Q. My wife insists on telling men she is bisexual: I am a woman in a relationship with another woman. We have been together for four years, married for one. Recently, I have noticed that oftentimes when people (and especially men) refer to her as a lesbian or us as a lesbian couple, she insists on correcting them: “Actually, I’m bisexual.” We end up having conversations with friends like, “Jenny, as a lesbian, what do you think of Hillary Clinton?” “Actually, I’m bisexual.” She says that she doesn’t want her bisexual identity erased and that there is nothing wrong with her wanting people to have a correct understanding of her sexuality. I think it’s weird that she mostly does this with men. It seems to me like she is putting it out there so she can in some sense remain an object of desire to these men. Plus, she married a woman—she should get used to people assuming she is in a lesbian relationship. Which of us is right in this situation?
She’s bisexual, and that’s important to her. Nothing you’ve told me suggests she neglects you or flirts with men in order to stoke your jealousy. I think you need to figure out why you feel so threatened by the fact that you married a bisexual woman. Were you hoping she’d change her mind or get over it? Why is it so important to you that she let other people assume she’s a lesbian? She’s with you. She married you. She’s out. She’s your wife. Nothing about your identity or your relationship is threatened by her sexuality in any way; it’s time for you to let go of this.
I think the advice given by the “new” Prudence (the column changed writers some months ago) is generally sound, but I have a bit of a personal reaction to the question.
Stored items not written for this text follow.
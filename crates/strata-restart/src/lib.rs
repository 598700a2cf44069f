//! Binary checkpoint format for Strata data trees.
//!
//! A checkpoint is one packed record per field, written in deterministic
//! depth-first tree order (a node's fields before its children, both in
//! insertion order). Each record is tagged with the field's full path,
//! element kind, and shape-carrying payload, so a reader can restore
//! fields by path regardless of the order records appear in the blob —
//! the contract a restart needs when the reading process rebuilds its
//! tree independently.
//!
//! # Format
//!
//! ```text
//! [MAGIC "SRSB"] [VERSION u8] [record count u32]
//! [Record 1] [Record 2] ... [Record N]
//! ```
//!
//! Each record: length-prefixed path, `u8` element-kind tag,
//! length-prefixed payload (the field's own packed encoding, shape
//! included). All integers little-endian; strings length-prefixed
//! `u32` + UTF-8.

#![deny(missing_docs)]
#![deny(rustdoc::broken_intra_doc_links)]
#![forbid(unsafe_code)]

pub mod codec;
pub mod error;
pub mod reader;
pub mod writer;

pub use error::RestartError;
pub use reader::CheckpointReader;
pub use writer::{collect_records, write_checkpoint, Record};

/// Magic bytes at the start of every checkpoint blob.
pub const MAGIC: [u8; 4] = *b"SRSB";

/// Current binary format version.
pub const FORMAT_VERSION: u8 = 1;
I used to do LGBT speaker’s bureau volunteering on my campus. A question that almost never failed to come up was, “Why do you call yourself bisexual if you’re monogamous?” The question highlights that bi isn’t considered a real sexual identity on the same level as gay or lesbian. And it’s not just about the sex. It’s about how Bi Any Other Name was a pivotal book, I put in hours doing LGBT speaker’s bureau volunteering, and I Marched on Washington which was a key formative point of my life. It’s as much a part of my culture as people of my generation still talk about the time they first encountered Kurt Cobain.
“Bi,” for better or for worse, describes a set of relationships, with lovers, exes who were weird about it, family who grew less weird over time, religion, and the current politics of the day. It’s not just a matter of pedantic nitpicking to say that we’re bisexual. It’s a key description of who we are.